## Your objective:
Of the lines in the data below, write out exactly those from the one holding "no interval applies." through the one holding "let target_reached = match", both included.

## Data items:
[Start of section]

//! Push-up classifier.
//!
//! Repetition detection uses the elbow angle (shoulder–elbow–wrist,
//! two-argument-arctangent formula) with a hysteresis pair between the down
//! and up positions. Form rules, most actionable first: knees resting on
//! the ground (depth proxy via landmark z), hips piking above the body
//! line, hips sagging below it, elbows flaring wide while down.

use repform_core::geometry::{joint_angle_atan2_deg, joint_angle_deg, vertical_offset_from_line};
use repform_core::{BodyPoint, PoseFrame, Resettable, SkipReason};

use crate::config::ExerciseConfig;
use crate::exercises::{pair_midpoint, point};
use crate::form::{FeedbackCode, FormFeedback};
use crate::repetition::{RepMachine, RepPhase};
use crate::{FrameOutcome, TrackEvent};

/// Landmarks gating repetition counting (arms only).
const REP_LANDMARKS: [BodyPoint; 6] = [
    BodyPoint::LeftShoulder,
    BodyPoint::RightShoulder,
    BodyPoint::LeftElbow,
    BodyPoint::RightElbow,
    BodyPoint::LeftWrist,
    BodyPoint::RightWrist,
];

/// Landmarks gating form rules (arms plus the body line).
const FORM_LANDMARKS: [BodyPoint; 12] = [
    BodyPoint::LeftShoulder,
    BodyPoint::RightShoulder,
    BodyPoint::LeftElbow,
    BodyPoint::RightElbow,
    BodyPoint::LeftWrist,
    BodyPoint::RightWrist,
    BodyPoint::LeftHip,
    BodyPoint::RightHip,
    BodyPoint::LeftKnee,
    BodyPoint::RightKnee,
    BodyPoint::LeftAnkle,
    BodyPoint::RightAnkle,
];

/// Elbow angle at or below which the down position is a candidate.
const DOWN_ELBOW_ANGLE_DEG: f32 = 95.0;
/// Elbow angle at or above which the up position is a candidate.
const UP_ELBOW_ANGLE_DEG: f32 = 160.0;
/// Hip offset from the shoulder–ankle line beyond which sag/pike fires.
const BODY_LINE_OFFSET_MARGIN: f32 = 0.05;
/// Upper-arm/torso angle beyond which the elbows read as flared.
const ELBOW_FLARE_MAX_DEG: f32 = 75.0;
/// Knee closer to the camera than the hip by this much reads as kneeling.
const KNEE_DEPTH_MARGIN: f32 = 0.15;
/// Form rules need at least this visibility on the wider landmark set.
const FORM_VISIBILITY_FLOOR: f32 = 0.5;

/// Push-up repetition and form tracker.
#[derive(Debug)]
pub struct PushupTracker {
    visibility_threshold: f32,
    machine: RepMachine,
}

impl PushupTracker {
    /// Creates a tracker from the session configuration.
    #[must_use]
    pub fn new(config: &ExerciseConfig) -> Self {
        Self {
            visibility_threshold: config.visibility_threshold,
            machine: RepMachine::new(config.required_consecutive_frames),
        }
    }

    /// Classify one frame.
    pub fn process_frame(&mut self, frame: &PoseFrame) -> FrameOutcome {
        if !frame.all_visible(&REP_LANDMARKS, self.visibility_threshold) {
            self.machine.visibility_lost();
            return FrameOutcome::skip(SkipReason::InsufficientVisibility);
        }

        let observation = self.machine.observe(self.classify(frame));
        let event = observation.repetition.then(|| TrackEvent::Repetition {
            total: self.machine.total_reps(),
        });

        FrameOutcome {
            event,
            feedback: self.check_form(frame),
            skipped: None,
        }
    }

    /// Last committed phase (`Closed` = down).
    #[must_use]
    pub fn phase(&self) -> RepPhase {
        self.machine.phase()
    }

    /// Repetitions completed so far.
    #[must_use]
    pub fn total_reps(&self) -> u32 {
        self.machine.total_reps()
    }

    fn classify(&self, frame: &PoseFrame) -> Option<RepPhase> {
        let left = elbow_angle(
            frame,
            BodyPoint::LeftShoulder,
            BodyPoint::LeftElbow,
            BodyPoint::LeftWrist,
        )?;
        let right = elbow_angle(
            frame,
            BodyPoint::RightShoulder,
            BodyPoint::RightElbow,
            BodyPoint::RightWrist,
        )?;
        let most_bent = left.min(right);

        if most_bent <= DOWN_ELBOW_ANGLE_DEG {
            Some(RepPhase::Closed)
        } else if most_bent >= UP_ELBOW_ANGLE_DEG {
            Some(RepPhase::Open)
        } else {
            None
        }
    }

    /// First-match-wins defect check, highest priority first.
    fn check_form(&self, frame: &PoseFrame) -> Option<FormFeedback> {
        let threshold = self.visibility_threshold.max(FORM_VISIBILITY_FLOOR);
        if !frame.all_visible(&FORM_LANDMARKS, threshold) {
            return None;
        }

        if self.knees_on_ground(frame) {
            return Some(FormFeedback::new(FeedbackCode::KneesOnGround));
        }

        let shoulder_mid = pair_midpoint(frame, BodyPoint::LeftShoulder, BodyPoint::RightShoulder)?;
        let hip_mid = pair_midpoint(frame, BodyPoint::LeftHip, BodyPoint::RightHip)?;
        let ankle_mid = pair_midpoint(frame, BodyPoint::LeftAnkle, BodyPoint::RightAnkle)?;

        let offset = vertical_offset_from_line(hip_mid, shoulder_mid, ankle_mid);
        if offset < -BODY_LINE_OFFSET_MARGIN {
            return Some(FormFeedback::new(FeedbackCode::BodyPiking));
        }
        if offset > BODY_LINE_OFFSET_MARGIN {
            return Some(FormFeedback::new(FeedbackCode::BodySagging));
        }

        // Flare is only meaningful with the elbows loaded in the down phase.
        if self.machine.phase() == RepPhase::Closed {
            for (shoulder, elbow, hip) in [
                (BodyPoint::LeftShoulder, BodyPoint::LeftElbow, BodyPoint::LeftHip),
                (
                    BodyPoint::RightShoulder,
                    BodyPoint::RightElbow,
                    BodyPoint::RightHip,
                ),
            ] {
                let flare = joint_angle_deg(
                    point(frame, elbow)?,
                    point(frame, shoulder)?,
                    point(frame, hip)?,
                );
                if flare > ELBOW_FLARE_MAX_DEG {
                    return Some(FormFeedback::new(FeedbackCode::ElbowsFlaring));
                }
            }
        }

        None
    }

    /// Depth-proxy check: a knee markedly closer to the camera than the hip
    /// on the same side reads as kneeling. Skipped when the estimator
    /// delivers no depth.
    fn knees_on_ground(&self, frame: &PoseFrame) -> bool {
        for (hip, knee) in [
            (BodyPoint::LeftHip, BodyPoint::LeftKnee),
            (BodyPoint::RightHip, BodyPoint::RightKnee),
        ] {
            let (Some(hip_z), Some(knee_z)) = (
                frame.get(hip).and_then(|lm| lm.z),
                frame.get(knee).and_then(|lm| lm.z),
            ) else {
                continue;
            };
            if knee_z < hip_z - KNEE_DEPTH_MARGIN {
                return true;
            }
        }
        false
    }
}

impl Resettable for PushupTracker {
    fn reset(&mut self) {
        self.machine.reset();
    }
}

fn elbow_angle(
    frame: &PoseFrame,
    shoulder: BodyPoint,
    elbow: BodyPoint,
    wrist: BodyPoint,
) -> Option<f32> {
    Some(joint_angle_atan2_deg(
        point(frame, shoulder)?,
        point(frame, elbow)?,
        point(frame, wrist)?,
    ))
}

[End of section]
[Start of section]

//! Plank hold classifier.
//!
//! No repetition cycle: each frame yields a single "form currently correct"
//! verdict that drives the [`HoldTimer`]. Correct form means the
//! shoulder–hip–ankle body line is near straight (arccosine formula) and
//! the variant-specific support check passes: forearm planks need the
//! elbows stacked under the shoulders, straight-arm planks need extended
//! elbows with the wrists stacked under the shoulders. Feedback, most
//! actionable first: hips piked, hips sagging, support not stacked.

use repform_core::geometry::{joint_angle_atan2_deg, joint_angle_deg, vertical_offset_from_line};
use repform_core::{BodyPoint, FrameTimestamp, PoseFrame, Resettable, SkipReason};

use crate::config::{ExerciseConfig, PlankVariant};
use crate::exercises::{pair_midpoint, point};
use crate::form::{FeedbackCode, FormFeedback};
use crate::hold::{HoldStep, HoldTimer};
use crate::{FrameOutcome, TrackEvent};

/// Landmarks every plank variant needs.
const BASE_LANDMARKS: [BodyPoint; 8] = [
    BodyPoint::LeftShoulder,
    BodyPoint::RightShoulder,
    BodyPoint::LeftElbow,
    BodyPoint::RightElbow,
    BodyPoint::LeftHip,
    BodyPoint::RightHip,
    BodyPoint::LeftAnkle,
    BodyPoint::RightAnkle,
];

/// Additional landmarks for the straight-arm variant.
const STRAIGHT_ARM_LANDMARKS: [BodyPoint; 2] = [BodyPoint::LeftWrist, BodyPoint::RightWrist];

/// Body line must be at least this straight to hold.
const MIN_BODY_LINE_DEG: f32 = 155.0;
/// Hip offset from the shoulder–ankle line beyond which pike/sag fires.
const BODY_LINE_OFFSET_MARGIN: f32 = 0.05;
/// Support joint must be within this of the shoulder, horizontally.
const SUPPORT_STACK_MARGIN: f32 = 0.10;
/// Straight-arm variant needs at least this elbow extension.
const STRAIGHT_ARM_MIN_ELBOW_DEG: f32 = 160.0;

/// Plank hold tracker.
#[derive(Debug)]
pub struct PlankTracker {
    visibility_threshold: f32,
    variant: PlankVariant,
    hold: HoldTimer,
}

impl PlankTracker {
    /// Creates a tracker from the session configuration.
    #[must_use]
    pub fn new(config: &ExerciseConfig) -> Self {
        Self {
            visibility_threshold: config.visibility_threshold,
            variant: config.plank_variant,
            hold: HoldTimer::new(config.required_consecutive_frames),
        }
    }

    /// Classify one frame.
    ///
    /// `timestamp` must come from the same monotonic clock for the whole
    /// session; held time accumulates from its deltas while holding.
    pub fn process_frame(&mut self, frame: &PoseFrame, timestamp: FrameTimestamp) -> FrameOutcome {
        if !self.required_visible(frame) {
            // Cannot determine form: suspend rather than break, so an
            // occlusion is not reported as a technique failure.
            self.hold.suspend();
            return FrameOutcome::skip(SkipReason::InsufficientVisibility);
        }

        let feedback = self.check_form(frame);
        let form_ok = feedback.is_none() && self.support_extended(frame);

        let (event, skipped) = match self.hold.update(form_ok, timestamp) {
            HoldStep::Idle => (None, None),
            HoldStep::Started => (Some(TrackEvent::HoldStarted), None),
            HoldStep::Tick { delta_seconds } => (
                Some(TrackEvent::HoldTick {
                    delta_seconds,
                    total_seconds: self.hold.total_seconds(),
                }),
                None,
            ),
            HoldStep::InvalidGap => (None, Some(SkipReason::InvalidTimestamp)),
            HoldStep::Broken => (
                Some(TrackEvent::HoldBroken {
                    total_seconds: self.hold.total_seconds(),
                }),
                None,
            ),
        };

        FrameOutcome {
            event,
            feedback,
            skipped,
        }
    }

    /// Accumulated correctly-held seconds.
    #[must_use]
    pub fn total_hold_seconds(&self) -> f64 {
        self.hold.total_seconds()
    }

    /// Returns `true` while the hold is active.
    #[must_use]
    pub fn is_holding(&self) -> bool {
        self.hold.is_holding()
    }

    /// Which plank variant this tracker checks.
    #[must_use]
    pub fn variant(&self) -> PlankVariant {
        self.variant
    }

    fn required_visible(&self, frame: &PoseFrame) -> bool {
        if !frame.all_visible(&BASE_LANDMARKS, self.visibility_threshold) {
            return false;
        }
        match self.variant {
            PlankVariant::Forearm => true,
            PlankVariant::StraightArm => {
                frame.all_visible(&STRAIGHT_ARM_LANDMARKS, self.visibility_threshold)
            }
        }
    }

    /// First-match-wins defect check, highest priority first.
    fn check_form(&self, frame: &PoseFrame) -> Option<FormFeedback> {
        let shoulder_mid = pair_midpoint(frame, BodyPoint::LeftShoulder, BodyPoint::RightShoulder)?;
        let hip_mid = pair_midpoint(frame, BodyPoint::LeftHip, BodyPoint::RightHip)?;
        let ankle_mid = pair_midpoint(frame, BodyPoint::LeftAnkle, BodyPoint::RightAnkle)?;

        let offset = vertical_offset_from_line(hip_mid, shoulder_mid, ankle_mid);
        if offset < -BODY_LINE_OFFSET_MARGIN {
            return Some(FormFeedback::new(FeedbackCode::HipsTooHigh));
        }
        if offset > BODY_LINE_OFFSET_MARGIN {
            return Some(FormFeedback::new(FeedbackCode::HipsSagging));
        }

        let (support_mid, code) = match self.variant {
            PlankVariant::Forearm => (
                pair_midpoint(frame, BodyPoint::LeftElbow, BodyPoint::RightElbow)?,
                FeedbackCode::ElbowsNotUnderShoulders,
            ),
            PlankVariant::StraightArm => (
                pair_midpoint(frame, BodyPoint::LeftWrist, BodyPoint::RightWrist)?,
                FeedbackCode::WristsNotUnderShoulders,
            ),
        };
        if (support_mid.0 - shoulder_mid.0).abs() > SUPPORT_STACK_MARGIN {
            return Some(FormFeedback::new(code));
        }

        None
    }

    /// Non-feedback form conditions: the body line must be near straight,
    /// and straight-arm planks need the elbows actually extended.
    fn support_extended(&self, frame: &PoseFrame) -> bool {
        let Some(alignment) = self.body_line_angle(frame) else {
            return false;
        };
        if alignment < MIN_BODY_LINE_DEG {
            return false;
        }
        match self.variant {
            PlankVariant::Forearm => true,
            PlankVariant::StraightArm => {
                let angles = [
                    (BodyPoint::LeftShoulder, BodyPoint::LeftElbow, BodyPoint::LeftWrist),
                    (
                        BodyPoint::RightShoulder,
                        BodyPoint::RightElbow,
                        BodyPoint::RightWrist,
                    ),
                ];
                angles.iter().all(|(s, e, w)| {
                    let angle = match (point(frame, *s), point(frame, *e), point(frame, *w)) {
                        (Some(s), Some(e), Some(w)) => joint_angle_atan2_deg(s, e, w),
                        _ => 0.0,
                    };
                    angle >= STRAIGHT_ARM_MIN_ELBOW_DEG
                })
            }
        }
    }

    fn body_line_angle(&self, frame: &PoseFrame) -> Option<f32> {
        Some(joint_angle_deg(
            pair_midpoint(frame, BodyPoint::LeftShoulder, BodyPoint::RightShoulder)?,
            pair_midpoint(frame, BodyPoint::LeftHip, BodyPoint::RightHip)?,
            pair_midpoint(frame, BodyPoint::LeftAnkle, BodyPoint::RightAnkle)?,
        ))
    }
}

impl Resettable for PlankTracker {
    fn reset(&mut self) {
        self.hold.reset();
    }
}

[End of section]
[Start of section]

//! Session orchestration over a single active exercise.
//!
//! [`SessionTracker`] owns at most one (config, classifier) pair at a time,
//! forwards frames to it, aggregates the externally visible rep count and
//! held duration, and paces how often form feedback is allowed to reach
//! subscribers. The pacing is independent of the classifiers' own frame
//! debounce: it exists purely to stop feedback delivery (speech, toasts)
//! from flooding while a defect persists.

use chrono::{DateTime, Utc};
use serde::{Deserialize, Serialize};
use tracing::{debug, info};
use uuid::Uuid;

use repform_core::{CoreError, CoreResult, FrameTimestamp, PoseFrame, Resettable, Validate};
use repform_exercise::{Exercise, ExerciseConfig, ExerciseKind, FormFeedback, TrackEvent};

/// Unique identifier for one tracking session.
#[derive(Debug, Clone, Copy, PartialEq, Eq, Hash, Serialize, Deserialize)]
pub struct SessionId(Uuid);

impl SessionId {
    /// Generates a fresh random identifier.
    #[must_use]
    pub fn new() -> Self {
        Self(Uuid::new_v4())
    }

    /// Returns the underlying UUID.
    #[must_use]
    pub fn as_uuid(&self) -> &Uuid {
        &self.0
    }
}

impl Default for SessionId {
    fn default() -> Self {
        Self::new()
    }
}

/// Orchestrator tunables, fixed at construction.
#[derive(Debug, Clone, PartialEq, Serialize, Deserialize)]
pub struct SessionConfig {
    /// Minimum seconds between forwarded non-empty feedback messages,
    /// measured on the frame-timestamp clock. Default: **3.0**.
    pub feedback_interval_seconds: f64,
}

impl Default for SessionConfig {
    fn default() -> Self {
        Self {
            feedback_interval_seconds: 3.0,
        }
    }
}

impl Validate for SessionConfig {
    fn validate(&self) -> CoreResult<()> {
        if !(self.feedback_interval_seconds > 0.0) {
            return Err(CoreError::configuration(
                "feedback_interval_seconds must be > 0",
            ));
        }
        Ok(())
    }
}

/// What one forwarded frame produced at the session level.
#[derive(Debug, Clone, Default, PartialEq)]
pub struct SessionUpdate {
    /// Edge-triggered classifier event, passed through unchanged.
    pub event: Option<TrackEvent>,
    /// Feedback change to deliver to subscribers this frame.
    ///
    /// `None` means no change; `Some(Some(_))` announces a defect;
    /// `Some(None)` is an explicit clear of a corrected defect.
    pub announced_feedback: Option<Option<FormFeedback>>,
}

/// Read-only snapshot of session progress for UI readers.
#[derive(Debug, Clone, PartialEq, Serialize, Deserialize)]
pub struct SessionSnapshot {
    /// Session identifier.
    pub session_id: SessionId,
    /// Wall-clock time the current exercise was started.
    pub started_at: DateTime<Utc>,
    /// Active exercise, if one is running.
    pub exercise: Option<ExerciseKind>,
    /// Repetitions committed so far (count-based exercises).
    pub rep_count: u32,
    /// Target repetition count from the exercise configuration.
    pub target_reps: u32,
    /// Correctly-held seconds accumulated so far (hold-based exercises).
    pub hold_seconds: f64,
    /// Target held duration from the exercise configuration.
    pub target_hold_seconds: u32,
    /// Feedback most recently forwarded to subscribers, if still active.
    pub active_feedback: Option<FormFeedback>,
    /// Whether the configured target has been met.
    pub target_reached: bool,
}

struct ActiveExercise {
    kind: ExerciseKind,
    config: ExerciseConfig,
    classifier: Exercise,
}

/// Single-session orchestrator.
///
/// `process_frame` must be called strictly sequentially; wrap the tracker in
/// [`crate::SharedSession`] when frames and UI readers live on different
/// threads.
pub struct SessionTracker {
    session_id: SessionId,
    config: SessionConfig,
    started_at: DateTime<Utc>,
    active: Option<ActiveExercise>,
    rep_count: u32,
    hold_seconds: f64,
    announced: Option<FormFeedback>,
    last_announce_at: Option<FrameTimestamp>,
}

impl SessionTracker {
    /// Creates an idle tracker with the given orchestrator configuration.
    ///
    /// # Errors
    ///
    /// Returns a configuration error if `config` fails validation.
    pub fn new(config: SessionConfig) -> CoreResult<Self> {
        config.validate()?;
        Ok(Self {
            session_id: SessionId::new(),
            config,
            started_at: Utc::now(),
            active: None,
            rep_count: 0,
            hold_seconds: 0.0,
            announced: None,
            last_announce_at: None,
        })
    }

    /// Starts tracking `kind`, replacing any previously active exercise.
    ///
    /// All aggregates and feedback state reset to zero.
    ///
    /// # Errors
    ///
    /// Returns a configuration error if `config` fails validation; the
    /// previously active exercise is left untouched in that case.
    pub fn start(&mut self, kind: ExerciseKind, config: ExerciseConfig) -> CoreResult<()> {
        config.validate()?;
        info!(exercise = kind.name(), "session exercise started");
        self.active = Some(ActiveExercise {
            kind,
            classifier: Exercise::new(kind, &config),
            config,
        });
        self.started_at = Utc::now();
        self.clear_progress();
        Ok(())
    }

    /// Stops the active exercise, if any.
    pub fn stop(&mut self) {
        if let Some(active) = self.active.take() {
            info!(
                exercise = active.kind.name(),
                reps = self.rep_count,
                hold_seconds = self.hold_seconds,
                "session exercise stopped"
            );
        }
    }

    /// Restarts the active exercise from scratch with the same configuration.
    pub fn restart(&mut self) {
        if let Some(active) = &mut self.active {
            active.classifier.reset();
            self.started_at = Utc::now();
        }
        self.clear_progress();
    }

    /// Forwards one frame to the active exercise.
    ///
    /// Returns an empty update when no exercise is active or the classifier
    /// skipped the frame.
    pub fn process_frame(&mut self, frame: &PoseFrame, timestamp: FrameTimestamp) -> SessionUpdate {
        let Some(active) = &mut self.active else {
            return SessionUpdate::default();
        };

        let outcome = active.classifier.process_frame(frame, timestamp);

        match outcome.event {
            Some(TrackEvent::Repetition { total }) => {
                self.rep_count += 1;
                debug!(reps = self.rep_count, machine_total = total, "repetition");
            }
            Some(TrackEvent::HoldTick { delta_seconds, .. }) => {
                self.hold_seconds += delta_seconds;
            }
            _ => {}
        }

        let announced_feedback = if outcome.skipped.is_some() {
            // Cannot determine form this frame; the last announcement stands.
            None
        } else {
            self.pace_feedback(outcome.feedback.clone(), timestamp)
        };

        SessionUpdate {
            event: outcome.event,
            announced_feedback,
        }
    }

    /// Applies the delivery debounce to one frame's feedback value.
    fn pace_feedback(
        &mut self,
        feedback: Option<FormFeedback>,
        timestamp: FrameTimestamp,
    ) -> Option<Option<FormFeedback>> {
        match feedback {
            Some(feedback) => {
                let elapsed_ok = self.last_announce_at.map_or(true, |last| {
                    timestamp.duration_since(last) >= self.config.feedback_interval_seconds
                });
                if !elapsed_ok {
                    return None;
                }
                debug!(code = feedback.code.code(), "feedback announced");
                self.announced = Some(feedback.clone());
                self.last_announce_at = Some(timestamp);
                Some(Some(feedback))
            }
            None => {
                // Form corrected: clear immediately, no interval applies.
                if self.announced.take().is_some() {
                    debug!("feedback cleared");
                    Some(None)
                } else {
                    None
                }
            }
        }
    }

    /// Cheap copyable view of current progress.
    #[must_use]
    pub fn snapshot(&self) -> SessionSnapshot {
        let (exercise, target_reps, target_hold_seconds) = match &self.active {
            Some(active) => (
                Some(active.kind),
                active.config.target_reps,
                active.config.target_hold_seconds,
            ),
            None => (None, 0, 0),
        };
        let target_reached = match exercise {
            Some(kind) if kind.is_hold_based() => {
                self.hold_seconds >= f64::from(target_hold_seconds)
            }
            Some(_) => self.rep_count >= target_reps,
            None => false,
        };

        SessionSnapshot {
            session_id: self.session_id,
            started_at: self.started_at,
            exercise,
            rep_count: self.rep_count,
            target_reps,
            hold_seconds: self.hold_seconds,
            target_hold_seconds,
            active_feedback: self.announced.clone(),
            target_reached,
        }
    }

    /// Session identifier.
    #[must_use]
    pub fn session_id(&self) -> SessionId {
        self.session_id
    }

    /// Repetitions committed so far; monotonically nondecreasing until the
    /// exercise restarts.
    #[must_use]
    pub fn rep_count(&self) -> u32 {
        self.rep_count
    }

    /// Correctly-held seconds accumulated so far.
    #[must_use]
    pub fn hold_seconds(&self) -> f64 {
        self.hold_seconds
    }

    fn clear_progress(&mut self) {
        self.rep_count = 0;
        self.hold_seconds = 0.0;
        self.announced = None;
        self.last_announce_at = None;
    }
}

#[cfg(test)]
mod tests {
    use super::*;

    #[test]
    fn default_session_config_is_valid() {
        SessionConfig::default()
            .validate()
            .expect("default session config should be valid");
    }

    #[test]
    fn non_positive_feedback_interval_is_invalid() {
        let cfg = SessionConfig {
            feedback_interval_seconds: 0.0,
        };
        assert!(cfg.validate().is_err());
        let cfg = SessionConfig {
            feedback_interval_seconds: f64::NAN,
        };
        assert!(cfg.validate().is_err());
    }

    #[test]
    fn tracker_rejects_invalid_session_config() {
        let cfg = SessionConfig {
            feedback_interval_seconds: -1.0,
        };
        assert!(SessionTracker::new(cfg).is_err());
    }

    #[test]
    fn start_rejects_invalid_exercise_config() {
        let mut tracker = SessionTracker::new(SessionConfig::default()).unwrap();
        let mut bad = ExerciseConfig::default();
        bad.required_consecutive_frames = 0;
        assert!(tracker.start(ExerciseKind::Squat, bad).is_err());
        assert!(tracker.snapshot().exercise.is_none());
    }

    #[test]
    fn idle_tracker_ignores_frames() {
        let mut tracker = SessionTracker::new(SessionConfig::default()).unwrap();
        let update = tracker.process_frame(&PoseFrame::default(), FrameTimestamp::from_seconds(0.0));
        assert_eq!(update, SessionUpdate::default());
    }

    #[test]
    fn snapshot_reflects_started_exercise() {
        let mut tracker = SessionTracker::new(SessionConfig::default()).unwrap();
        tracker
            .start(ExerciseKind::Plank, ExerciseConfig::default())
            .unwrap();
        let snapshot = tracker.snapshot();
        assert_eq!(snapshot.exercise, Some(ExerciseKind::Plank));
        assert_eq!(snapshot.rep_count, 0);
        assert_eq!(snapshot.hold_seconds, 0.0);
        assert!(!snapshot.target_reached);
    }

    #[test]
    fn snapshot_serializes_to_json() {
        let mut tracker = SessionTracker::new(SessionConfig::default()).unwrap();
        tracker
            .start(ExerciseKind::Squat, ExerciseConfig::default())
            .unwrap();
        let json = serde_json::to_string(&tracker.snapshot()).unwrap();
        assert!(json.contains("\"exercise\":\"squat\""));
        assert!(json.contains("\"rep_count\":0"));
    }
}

[End of section]

## Result:
                // Form corrected: clear immediately, no interval applies.
                if self.announced.take().is_some() {
                    debug!("feedback cleared");
                    Some(None)
                } else {
                    None
                }
            }
        }
    }

    /// Cheap copyable view of current progress.
    #[must_use]
    pub fn snapshot(&self) -> SessionSnapshot {
        let (exercise, target_reps, target_hold_seconds) = match &self.active {
            Some(active) => (
                Some(active.kind),
                active.config.target_reps,
                active.config.target_hold_seconds,
            ),
            None => (None, 0, 0),
        };
        let target_reached = match exercise {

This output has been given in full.